Given his role at the helm of an organisation working with many of these businesses, Murphy is well placed to assess attitudes to entrepreneurship. He believes that Irish sentiment about starting and growing a business is changing for the better, but that policies sometimes lag behind.
“We need to value entrepreneurship and innovation as much as we do international investment or we will lose out on a major opportunity. We’ve been involved with Web Summit from the start because it helps put Ireland on the map and creates an environment where thriving Irish start- ups are the norm. Events such as these highlight entrepreneurial role models, act as an exchange for ideas and are a valuable showcase to investors.”

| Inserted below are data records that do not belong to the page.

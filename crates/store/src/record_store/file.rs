//! Single-file JSON backend.

use std::fs::{self, File};
use std::io::{ErrorKind, Write};
use std::path::{Path, PathBuf};
use std::sync::Mutex;

use chrono::{DateTime, Utc};
use serde::{Deserialize, Serialize};

use crate::config::{MissingRecordPolicy, StoreConfig, WriteMode};
use crate::error::StoreError;
use crate::record::Records;

use super::r#trait::RecordStore;

/// On-disk format revision written into every store file.
pub const FORMAT_VERSION: u32 = 1;

/// Borrowed view used when writing, so saving never clones the collection.
#[derive(Serialize)]
struct StoreDocumentRef<'a> {
    format_version: u32,
    saved_at: DateTime<Utc>,
    records: &'a Records,
}

#[derive(Deserialize)]
struct StoreHeader {
    format_version: u32,
}

#[derive(Deserialize)]
struct StoreDocument {
    records: Records,
}

/// JSON-file record store.
///
/// The whole collection lives in a single file:
///
/// ```text
/// {
///   "format_version": 1,
///   "saved_at": "2024-01-01T00:00:00Z",
///   "records": { "<id>": { "kind": "customer", "payload": { ... } } }
/// }
/// ```
///
/// Every save rewrites the file in full. With [`WriteMode::Overwrite`] a crash
/// mid-write may leave the file truncated; [`WriteMode::Atomic`] writes a temp
/// file and renames it into place instead.
#[derive(Debug)]
pub struct FileStore {
    config: StoreConfig,
    writer: Mutex<()>,
}

impl FileStore {
    pub fn new(config: StoreConfig) -> Self {
        Self {
            config,
            writer: Mutex::new(()),
        }
    }

    /// File store at `path` with default write mode and missing-record policy.
    pub fn open(path: impl Into<PathBuf>) -> Self {
        Self::new(StoreConfig::new(path))
    }

    /// File store configured from `RECORDKEEP_*` environment variables.
    pub fn from_env() -> Self {
        Self::new(StoreConfig::from_env())
    }

    pub fn path(&self) -> &Path {
        &self.config.path
    }

    pub fn config(&self) -> &StoreConfig {
        &self.config
    }

    fn temp_path(&self) -> PathBuf {
        let mut name = self
            .config
            .path
            .file_name()
            .map(|n| n.to_os_string())
            .unwrap_or_default();
        name.push(".tmp");
        self.config.path.with_file_name(name)
    }

    fn encode(&self, records: &Records) -> Result<Vec<u8>, StoreError> {
        let document = StoreDocumentRef {
            format_version: FORMAT_VERSION,
            saved_at: Utc::now(),
            records,
        };
        serde_json::to_vec_pretty(&document).map_err(|source| StoreError::EncodeDocument {
            path: self.config.path.clone(),
            source,
        })
    }

    fn decode(&self, bytes: &[u8]) -> Result<Records, StoreError> {
        let path = &self.config.path;
        let corrupt = |source| StoreError::Corrupt {
            path: path.clone(),
            source,
        };

        let header: StoreHeader = serde_json::from_slice(bytes).map_err(corrupt)?;
        if header.format_version != FORMAT_VERSION {
            return Err(StoreError::UnsupportedVersion {
                path: path.clone(),
                found: header.format_version,
                expected: FORMAT_VERSION,
            });
        }

        let document: StoreDocument = serde_json::from_slice(bytes).map_err(corrupt)?;
        Ok(document.records)
    }

    fn write_in_place(&self, bytes: &[u8]) -> Result<(), StoreError> {
        let path = &self.config.path;
        fs::write(path, bytes).map_err(|e| StoreError::io("write", path, e))
    }

    fn write_atomic(&self, bytes: &[u8]) -> Result<(), StoreError> {
        let path = &self.config.path;
        let tmp = self.temp_path();

        let written = File::create(&tmp)
            .map_err(|e| StoreError::io("create", &tmp, e))
            .and_then(|mut file| {
                file.write_all(bytes)
                    .and_then(|_| file.sync_all())
                    .map_err(|e| StoreError::io("write", &tmp, e))
            })
            .and_then(|_| fs::rename(&tmp, path).map_err(|e| StoreError::io("rename", path, e)));

        if written.is_err() {
            let _ = fs::remove_file(&tmp);
        }
        written
    }
}

impl RecordStore for FileStore {
    fn load_all(&self) -> Result<Records, StoreError> {
        let path = &self.config.path;
        let bytes = match fs::read(path) {
            Ok(bytes) => bytes,
            Err(e) if e.kind() == ErrorKind::NotFound => {
                tracing::debug!(path = %path.display(), "store file absent; starting empty");
                return Ok(Records::new());
            }
            Err(e) => return Err(StoreError::io("read", path, e)),
        };

        let records = self.decode(&bytes)?;
        tracing::debug!(path = %path.display(), records = records.len(), "loaded store");
        Ok(records)
    }

    fn save_all(&self, records: &Records) -> Result<(), StoreError> {
        let path = &self.config.path;
        let bytes = self.encode(records)?;

        if let Some(parent) = path.parent().filter(|p| !p.as_os_str().is_empty()) {
            fs::create_dir_all(parent).map_err(|e| StoreError::io("create directory for", parent, e))?;
        }

        match self.config.write_mode {
            WriteMode::Overwrite => self.write_in_place(&bytes)?,
            WriteMode::Atomic => self.write_atomic(&bytes)?,
        }

        tracing::debug!(
            path = %path.display(),
            records = records.len(),
            bytes = bytes.len(),
            mode = ?self.config.write_mode,
            "saved store"
        );
        Ok(())
    }

    fn writer_lock(&self) -> &Mutex<()> {
        &self.writer
    }

    fn missing_record_policy(&self) -> MissingRecordPolicy {
        self.config.missing_record
    }
}
//! Store and persistence errors.

use std::path::PathBuf;

use recordkeep_core::{DomainError, EntityId};
use thiserror::Error;

/// Result type for entity persistence operations.
pub type PersistResult<T> = Result<T, PersistError>;

/// Storage-level failure.
///
/// These are **infrastructure errors** (IO, on-disk format) as opposed to
/// domain errors (bad arguments, illegal lifecycle transitions). None of them
/// is recovered internally; a corrupt file stays corrupt until someone fixes it.
#[derive(Debug, Error)]
pub enum StoreError {
    #[error("failed to {action} store file {}: {source}", path.display())]
    Io {
        action: &'static str,
        path: PathBuf,
        #[source]
        source: std::io::Error,
    },

    #[error("store file {} is corrupt: {source}", path.display())]
    Corrupt {
        path: PathBuf,
        #[source]
        source: serde_json::Error,
    },

    #[error("store file {} has format version {found}, expected {expected}", path.display())]
    UnsupportedVersion {
        path: PathBuf,
        found: u32,
        expected: u32,
    },

    #[error("failed to encode `{kind}` record: {source}")]
    Encode {
        kind: &'static str,
        #[source]
        source: serde_json::Error,
    },

    #[error("failed to encode store document for {}: {source}", path.display())]
    EncodeDocument {
        path: PathBuf,
        #[source]
        source: serde_json::Error,
    },

    #[error("failed to decode `{kind}` record {id}: {source}")]
    Decode {
        kind: String,
        id: EntityId,
        #[source]
        source: serde_json::Error,
    },

    #[error("store lock poisoned")]
    LockPoisoned,
}

impl StoreError {
    pub(crate) fn io(action: &'static str, path: impl Into<PathBuf>, source: std::io::Error) -> Self {
        Self::Io {
            action,
            path: path.into(),
            source,
        }
    }
}

/// Error returned by `Persist` operations: either the entity contract was
/// violated, or the store failed underneath it.
#[derive(Debug, Error)]
pub enum PersistError {
    #[error(transparent)]
    Domain(#[from] DomainError),

    #[error(transparent)]
    Store(#[from] StoreError),
}

impl PersistError {
    /// The domain error, if this is one.
    pub fn as_domain(&self) -> Option<&DomainError> {
        match self {
            PersistError::Domain(e) => Some(e),
            PersistError::Store(_) => None,
        }
    }
}
//! The `RecordStore` trait and its `Arc` forwarding impl.

use std::sync::{Arc, Mutex, MutexGuard, PoisonError};

use crate::config::MissingRecordPolicy;
use crate::error::StoreError;
use crate::record::Records;

/// Durable home of a heterogeneous, identifier-keyed record collection.
///
/// ## Semantics
///
/// - `load_all` returns the full collection; an absent backing resource is an
///   empty collection, not an error.
/// - `save_all` replaces the full collection.
/// - `writer_lock` serializes load-modify-save cycles **within this process**.
///   It does not protect against other processes writing the same resource.
pub trait RecordStore: Send + Sync {
    fn load_all(&self) -> Result<Records, StoreError>;

    fn save_all(&self, records: &Records) -> Result<(), StoreError>;

    fn writer_lock(&self) -> &Mutex<()>;

    /// What a save does when its identifier has gone missing from the store.
    fn missing_record_policy(&self) -> MissingRecordPolicy {
        MissingRecordPolicy::Skip
    }

    /// Acquire the writer lock.
    ///
    /// The lock guards no data, so a poisoned lock is simply taken over.
    fn lock_writer(&self) -> MutexGuard<'_, ()> {
        self.writer_lock()
            .lock()
            .unwrap_or_else(PoisonError::into_inner)
    }
}

impl<S> RecordStore for Arc<S>
where
    S: RecordStore + ?Sized,
{
    fn load_all(&self) -> Result<Records, StoreError> {
        (**self).load_all()
    }

    fn save_all(&self, records: &Records) -> Result<(), StoreError> {
        (**self).save_all(records)
    }

    fn writer_lock(&self) -> &Mutex<()> {
        (**self).writer_lock()
    }

    fn missing_record_policy(&self) -> MissingRecordPolicy {
        (**self).missing_record_policy()
    }
}
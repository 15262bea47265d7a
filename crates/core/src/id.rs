//! Entity identifiers and the optional identity slot every entity carries.

use core::str::FromStr;
use serde::{Deserialize, Serialize};
use uuid::Uuid;

use crate::error::DomainError;

/// Primary key of a persisted entity.
#[derive(Debug, Copy, Clone, PartialEq, Eq, PartialOrd, Ord, Hash, Serialize, Deserialize)]
#[serde(transparent)]
pub struct EntityId(Uuid);

impl EntityId {
    /// Generate a fresh identifier.
    ///
    /// Uses UUIDv7 (time-ordered). Prefer passing IDs explicitly in tests
    /// for determinism.
    pub fn generate() -> Self {
        Self(Uuid::now_v7())
    }

    pub fn from_uuid(uuid: Uuid) -> Self {
        Self(uuid)
    }

    pub fn as_uuid(&self) -> &Uuid {
        &self.0
    }

    /// The nil UUID is reserved as the "never assigned" value.
    pub fn is_nil(&self) -> bool {
        self.0.is_nil()
    }
}

impl core::fmt::Display for EntityId {
    fn fmt(&self, f: &mut core::fmt::Formatter<'_>) -> core::fmt::Result {
        core::fmt::Display::fmt(&self.0, f)
    }
}

impl From<Uuid> for EntityId {
    fn from(value: Uuid) -> Self {
        Self(value)
    }
}

impl From<EntityId> for Uuid {
    fn from(value: EntityId) -> Self {
        value.0
    }
}

impl FromStr for EntityId {
    type Err = DomainError;

    fn from_str(s: &str) -> Result<Self, Self::Err> {
        let uuid = Uuid::from_str(s)
            .map_err(|e| DomainError::invalid_argument(format!("EntityId `{s}`: {e}")))?;
        Ok(Self(uuid))
    }
}

/// Identity slot of an entity: either unset (never saved, or deleted) or an
/// assigned [`EntityId`].
///
/// The external string form is empty while unset.
#[derive(Debug, Copy, Clone, Default, PartialEq, Eq, Hash, Serialize, Deserialize)]
#[serde(from = "Option<EntityId>", into = "Option<EntityId>")]
pub struct Identity(Option<EntityId>);

impl Identity {
    pub const fn unset() -> Self {
        Self(None)
    }

    pub fn is_unset(&self) -> bool {
        self.0.is_none()
    }

    pub fn get(&self) -> Option<EntityId> {
        self.0
    }

    pub fn assign(&mut self, id: EntityId) {
        *self = Self::from(id);
    }

    pub fn clear(&mut self) {
        self.0 = None;
    }

    /// Parse the external string form. Empty input means unset.
    pub fn parse(s: &str) -> Result<Self, DomainError> {
        if s.is_empty() {
            return Ok(Self::unset());
        }
        s.parse::<EntityId>().map(Self::from)
    }
}

impl From<EntityId> for Identity {
    fn from(id: EntityId) -> Self {
        if id.is_nil() { Self(None) } else { Self(Some(id)) }
    }
}

impl From<Option<EntityId>> for Identity {
    fn from(id: Option<EntityId>) -> Self {
        id.map(Self::from).unwrap_or_default()
    }
}

impl From<Identity> for Option<EntityId> {
    fn from(identity: Identity) -> Self {
        identity.0
    }
}

impl core::fmt::Display for Identity {
    fn fmt(&self, f: &mut core::fmt::Formatter<'_>) -> core::fmt::Result {
        match self.0 {
            Some(id) => core::fmt::Display::fmt(&id, f),
            None => Ok(()),
        }
    }
}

He also believes that amendments to the Irish tax system could be a very effective means of encouraging innovation and entrepreneurship in Ireland.
Responding to the recent Department of Finance public consultation, KPMG has made a range of practical suggestions designed to address issues such as recognising the “cash-hungry” nature of start-ups; appropriately rewarding entrepreneurial risk; and attracting and retaining internationally mobile entrepreneurial talent.
It is in this context that Murphy expresses concern about other trends which have become evident of late. They include the downward trend in the most recent 2014 Global Entrepreneurship Monitor (GEM) TEA Index – the rate of early stage entrepreneurship. In the rankings of early stage entrepreneurial activity across Europe, Ireland is placed only 16th in a group of 25 countries.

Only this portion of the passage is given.